Andhin menutup wajah dengan dua telapak tangan. Ia terlihat menangis setelah mengalami pelecehan oleh salah satu pemuda yang merundungnya tadi. Pandu duduk di sampingnya sembari menyentuh pundak gadis itu.

"Maafin aku ya, Dhin."

"Kenapa kamu pake ngempesin bola mereka?" Andhin menepis sentuhan tangan itu di pundaknya.

Lelaki di sampingnya mengubah posisi duduk lebih tegak. "Waktu itu, aku masih ada di sekolah dan emang sempat lihat tim kamu lagi berantem sama mereka.
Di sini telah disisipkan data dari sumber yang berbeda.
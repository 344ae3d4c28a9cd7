//! Kerf - Cutting Machine Firmware
//!
//! Main firmware binary for RP2040-based cutting machines. Homes both
//! axes at boot, then runs the clamp-cut-return-feed cycle whenever the
//! run switch asks for it.

#![no_std]
#![no_main]

use defmt::*;
use embassy_executor::Spawner;
use embassy_rp::gpio::{Input, Level, Output};
use {defmt_rtt as _, panic_probe as _};

use kerf_core::config::PinConfig;
use kerf_core::motion::{Axis, AxisRole};
use kerf_core::sequencer::{CycleSequencer, MachineIo};
use kerf_core::traits::DebouncedInput;
use kerf_drivers::clamp::GpioClamp;
use kerf_drivers::switch::DebouncedSwitch;

use crate::board::{pull, Sequencer};

/// Embedded configuration (compiled into firmware)
/// Edit machine.toml and rebuild to customize
const EMBEDDED_CONFIG: &str = include_str!("../machine.toml");

mod board;
mod channels;
mod config;
mod tasks;

/// Main entry point
#[embassy_executor::main]
async fn main(spawner: Spawner) {
    info!("Kerf firmware starting...");

    // Initialize RP2040 peripherals
    let p = embassy_rp::init(Default::default());
    info!("Peripherals initialized");

    let config = config::load(EMBEDDED_CONFIG);
    board::check_wiring(&config.hardware);

    let hw = config.hardware;
    let cycle = config.cycle;

    // Pin numbers are fixed by the board; polarity and pulls come from config
    let cut_axis = Axis::new(
        AxisRole::Cut,
        board::stepper(p.PIN_11.into(), p.PIN_12.into(), &hw.cut_axis),
    );
    let position_axis = Axis::new(
        AxisRole::Position,
        board::stepper(p.PIN_5.into(), p.PIN_6.into(), &hw.position_axis),
    );
    info!("Steppers initialized");

    let switch = |input: Input<'static>, pin: &PinConfig, debounce_ms: u32| {
        DebouncedSwitch::new(input, pin.inverted, debounce_ms)
    };
    let cut_home = switch(
        Input::new(p.PIN_7, pull(&hw.cut_axis.home_pin)),
        &hw.cut_axis.home_pin,
        cycle.home_debounce_ms,
    );
    let position_home = switch(
        Input::new(p.PIN_8, pull(&hw.position_axis.home_pin)),
        &hw.position_axis.home_pin,
        cycle.home_debounce_ms,
    );
    let run_switch = switch(
        Input::new(p.PIN_9, pull(&hw.run_switch)),
        &hw.run_switch,
        cycle.switch_debounce_ms,
    );
    let reload_switch = switch(
        Input::new(p.PIN_10, pull(&hw.reload_switch)),
        &hw.reload_switch,
        cycle.switch_debounce_ms,
    );
    info!(
        "Switches initialized (cut home={}, position home={}, run={}, reload={})",
        cut_home.is_active(),
        position_home.is_active(),
        run_switch.is_active(),
        reload_switch.is_active()
    );

    // Clamps start released
    let position_clamp = GpioClamp::new(
        Output::new(p.PIN_3, Level::from(hw.position_clamp.level_for(false))),
        hw.position_clamp.inverted,
    );
    let secure_clamp = GpioClamp::new(
        Output::new(p.PIN_4, Level::from(hw.secure_clamp.level_for(false))),
        hw.secure_clamp.inverted,
    );
    info!("Clamps initialized");

    let io = MachineIo {
        cut_axis,
        position_axis,
        cut_home,
        position_home,
        run_switch,
        reload_switch,
        position_clamp,
        secure_clamp,
    };
    let sequencer: Sequencer = CycleSequencer::new(&config, io);

    // Spawn tasks
    spawner.spawn(tasks::status_task()).unwrap();
    spawner.spawn(tasks::cycle_task(sequencer)).unwrap();

    info!("All tasks spawned, firmware running");

    // Main task has nothing else to do - all work happens in spawned tasks
    loop {
        embassy_time::Timer::after_secs(60).await;
        trace!("Main loop heartbeat");
    }
}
Ngelihat mereka kasar sambil dorong kamu, aku jadi ikut kesel sama mereka."

"Ya tapi kan kamu bisa ngobrol dulu sama aku sebelum ngasih pelajaran ke mereka." Andhin menjawab dengan suara menahan tangis.
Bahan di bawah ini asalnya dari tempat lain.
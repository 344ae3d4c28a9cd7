//! Build script for kerf-firmware
//!
//! - Sets up linker search paths for memory.x
//! - Validates machine.toml at compile time

use std::collections::BTreeMap;
use std::env;
use std::fs::{self, File};
use std::io::Write;
use std::path::{Path, PathBuf};

const GPIO_COUNT: i64 = 30;

fn main() {
    setup_linker();
    validate_config();
}

/// Set up linker search paths and scripts
fn setup_linker() {
    let out_dir = PathBuf::from(env::var("OUT_DIR").unwrap());

    // Copy memory.x to the output directory
    let memory_x = include_bytes!("memory.x");
    let mut f = File::create(out_dir.join("memory.x")).unwrap();
    f.write_all(memory_x).unwrap();

    // Tell rustc where to find memory.x
    println!("cargo:rustc-link-search={}", out_dir.display());

    println!("cargo:rustc-link-arg-bins=--nmagic");
    println!("cargo:rustc-link-arg-bins=-Tlink.x");
    println!("cargo:rustc-link-arg-bins=-Tlink-rp.x");
    println!("cargo:rustc-link-arg-bins=-Tdefmt.x");

    // Re-run if memory.x changes
    println!("cargo:rerun-if-changed=memory.x");
    println!("cargo:rerun-if-changed=build.rs");
}

/// Validate machine.toml configuration at compile time
fn validate_config() {
    // Re-run if machine.toml changes
    println!("cargo:rerun-if-changed=machine.toml");

    let config_path = Path::new("machine.toml");

    if !config_path.exists() {
        fail(
            "machine.toml not found",
            &["The firmware embeds machine.toml from the kerf-firmware directory.".to_string()],
        );
    }

    let config_content = match fs::read_to_string(config_path) {
        Ok(content) => content,
        Err(e) => fail("Failed to read machine.toml", &[e.to_string()]),
    };

    // Parse and validate TOML syntax
    let config: toml::Value = match toml::from_str(&config_content) {
        Ok(value) => value,
        Err(e) => {
            let lines: Vec<String> = e.to_string().lines().map(str::to_string).collect();
            fail("Invalid TOML syntax in machine.toml", &lines);
        }
    };

    let mut errors = Vec::new();
    validate_version(&config, &mut errors);
    validate_cycle(&config, &mut errors);
    let pins = validate_sections(&config, &mut errors);
    validate_pin_usage(&pins, &mut errors);

    if !errors.is_empty() {
        fail("Invalid machine configuration", &errors);
    }

    println!("cargo:warning=machine.toml validated successfully");
}

/// Abort the build with a boxed error message
fn fail(title: &str, errors: &[String]) -> ! {
    panic!(
        "\n\
        ╔══════════════════════════════════════════════════════════════════╗\n\
        ║  ERROR: {:<57}║\n\
        ╠══════════════════════════════════════════════════════════════════╣\n\
        {}\n\
        ╚══════════════════════════════════════════════════════════════════╝\n",
        title,
        format_error_lines(errors)
    );
}

/// Format error message lines with box drawing
fn format_error_lines(errors: &[String]) -> String {
    errors
        .iter()
        .map(|line| {
            let truncated = if line.len() > 62 {
                format!("{}...", &line[..59])
            } else {
                line.to_string()
            };
            format!("║  • {:<62} ║", truncated)
        })
        .collect::<Vec<_>>()
        .join("\n")
}

fn validate_version(config: &toml::Value, errors: &mut Vec<String>) {
    match config.get("version") {
        None => {}
        Some(toml::Value::Integer(1)) => {}
        Some(_) => errors.push("version must be 1".to_string()),
    }
}

fn validate_cycle(config: &toml::Value, errors: &mut Vec<String>) {
    let Some(cycle) = config.get("cycle") else {
        return;
    };
    let Some(cycle) = cycle.as_table() else {
        errors.push("[cycle] must be a table".to_string());
        return;
    };

    for (key, value) in cycle {
        match key.as_str() {
            "steps_per_unit" | "homing_seek_steps" => {
                if !matches!(value, toml::Value::Integer(v) if *v > 0) {
                    errors.push(format!("[cycle] {} must be a positive integer", key));
                }
            }
            "clamp_settle_ms" | "home_debounce_ms" | "switch_debounce_ms"
            | "homing_timeout_ms" | "motion_timeout_ms" => {
                if !matches!(value, toml::Value::Integer(v) if *v >= 0) {
                    errors.push(format!("[cycle] {} must be a non-negative integer", key));
                }
            }
            "repeat_while_held" => {
                if !value.is_bool() {
                    errors.push("[cycle] repeat_while_held must be true or false".to_string());
                }
            }
            _ => errors.push(format!("[cycle] unknown key '{}'", key)),
        }
    }
}

/// Validate axis, switch and clamp sections; returns every configured pin
fn validate_sections(config: &toml::Value, errors: &mut Vec<String>) -> Vec<(String, i64)> {
    let mut pins = Vec::new();

    for (group, names) in [
        ("axis", &["cut", "position"][..]),
        ("switch", &["run", "reload"][..]),
        ("clamp", &["position", "secure_wood"][..]),
    ] {
        let Some(table) = config.get(group).and_then(|g| g.as_table()) else {
            continue;
        };

        for (name, section) in table {
            let label = format!("[{}.{}]", group, name);
            if !names.contains(&name.as_str()) {
                errors.push(format!("{} is not a known section", label));
                continue;
            }
            let Some(section) = section.as_table() else {
                errors.push(format!("{} must be a table", label));
                continue;
            };

            for (key, value) in section {
                match (group, key.as_str()) {
                    ("axis", "travel") => {
                        let travel = value
                            .as_float()
                            .or_else(|| value.as_integer().map(|v| v as f64));
                        if !matches!(travel, Some(t) if t > 0.0) {
                            errors.push(format!("{} travel must be a positive number", label));
                        }
                    }
                    ("axis", "normal_speed" | "return_speed" | "acceleration") => {
                        if !matches!(value, toml::Value::Integer(v) if *v > 0) {
                            errors.push(format!("{} {} must be a positive integer", label, key));
                        }
                    }
                    ("axis", "step_pin" | "dir_pin" | "home_pin") | (_, "pin") => {
                        match value.as_str().and_then(parse_pin) {
                            Some(pin) => pins.push((format!("{} {}", label, key), pin)),
                            None => errors.push(format!("{} {} is not a valid pin", label, key)),
                        }
                    }
                    _ => errors.push(format!("{} unknown key '{}'", label, key)),
                }
            }
        }
    }

    pins
}

/// Report pins assigned to more than one signal
fn validate_pin_usage(pins: &[(String, i64)], errors: &mut Vec<String>) {
    let mut users: BTreeMap<i64, Vec<&str>> = BTreeMap::new();
    for (label, pin) in pins {
        users.entry(*pin).or_default().push(label);
    }
    for (pin, labels) in users {
        if labels.len() > 1 {
            errors.push(format!("gpio{} used by {}", pin, labels.join(", ")));
        }
    }
}

/// Parse "gpioN" with optional "!" and "^" prefixes
fn parse_pin(s: &str) -> Option<i64> {
    let number = s.trim().trim_start_matches(['!', '^']).strip_prefix("gpio")?;
    let pin: i64 = number.parse().ok()?;
    (0..GPIO_COUNT).contains(&pin).then_some(pin)
}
"Iya maafin aku, Dhin. Aku gak tahu kalau jadinya bakalan kayak gini. Kamu jangan nangis terus ya," Pandu mengambil syal dari dalam tas untuk mencoba menghapus air mata gadis itu di pipinya. Namun syal itu ditolak Andhin dan langsung beranjak pergi keluar kelas meninggalkan Pandu sendirian.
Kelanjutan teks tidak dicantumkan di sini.